Recorded data:
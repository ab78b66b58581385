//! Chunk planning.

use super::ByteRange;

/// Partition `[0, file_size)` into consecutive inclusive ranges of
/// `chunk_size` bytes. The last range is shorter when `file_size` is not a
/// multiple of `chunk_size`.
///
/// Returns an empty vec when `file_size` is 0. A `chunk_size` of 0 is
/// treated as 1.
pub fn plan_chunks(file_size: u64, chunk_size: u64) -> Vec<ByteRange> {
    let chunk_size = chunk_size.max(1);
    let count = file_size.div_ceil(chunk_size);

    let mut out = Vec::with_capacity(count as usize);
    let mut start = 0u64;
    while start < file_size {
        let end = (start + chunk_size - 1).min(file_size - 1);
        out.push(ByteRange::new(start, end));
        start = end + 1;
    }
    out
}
--
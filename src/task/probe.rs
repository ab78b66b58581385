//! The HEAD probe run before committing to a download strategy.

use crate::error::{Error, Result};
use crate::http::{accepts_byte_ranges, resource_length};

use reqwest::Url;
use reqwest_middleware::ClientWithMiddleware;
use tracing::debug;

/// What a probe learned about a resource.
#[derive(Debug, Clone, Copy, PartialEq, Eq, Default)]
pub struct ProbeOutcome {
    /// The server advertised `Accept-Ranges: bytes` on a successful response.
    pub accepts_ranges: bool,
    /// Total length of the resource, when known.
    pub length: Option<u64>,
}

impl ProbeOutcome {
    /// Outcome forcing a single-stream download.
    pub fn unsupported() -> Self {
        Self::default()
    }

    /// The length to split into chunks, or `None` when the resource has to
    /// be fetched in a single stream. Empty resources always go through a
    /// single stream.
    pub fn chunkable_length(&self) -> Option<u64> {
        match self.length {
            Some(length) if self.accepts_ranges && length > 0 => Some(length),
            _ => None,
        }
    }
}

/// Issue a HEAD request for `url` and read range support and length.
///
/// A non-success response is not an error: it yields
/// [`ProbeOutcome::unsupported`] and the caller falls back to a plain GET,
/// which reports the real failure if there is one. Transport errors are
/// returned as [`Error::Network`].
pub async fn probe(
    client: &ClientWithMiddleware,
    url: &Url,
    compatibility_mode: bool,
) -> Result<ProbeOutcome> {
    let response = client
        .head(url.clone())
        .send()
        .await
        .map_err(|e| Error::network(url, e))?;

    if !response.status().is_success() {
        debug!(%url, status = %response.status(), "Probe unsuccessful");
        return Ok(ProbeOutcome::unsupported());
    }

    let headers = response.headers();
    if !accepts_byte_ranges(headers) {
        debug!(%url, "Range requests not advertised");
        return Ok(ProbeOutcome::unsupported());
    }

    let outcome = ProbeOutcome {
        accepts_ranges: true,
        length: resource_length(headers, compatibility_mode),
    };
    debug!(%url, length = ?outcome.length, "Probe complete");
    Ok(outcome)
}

> _TASK GOAL_
What lines above hold the word "ByteRange"? List them all.

> _SOLVED PROBLEM_
use super::ByteRange;
pub fn plan_chunks(file_size: u64, chunk_size: u64) -> Vec<ByteRange> {
        out.push(ByteRange::new(start, end));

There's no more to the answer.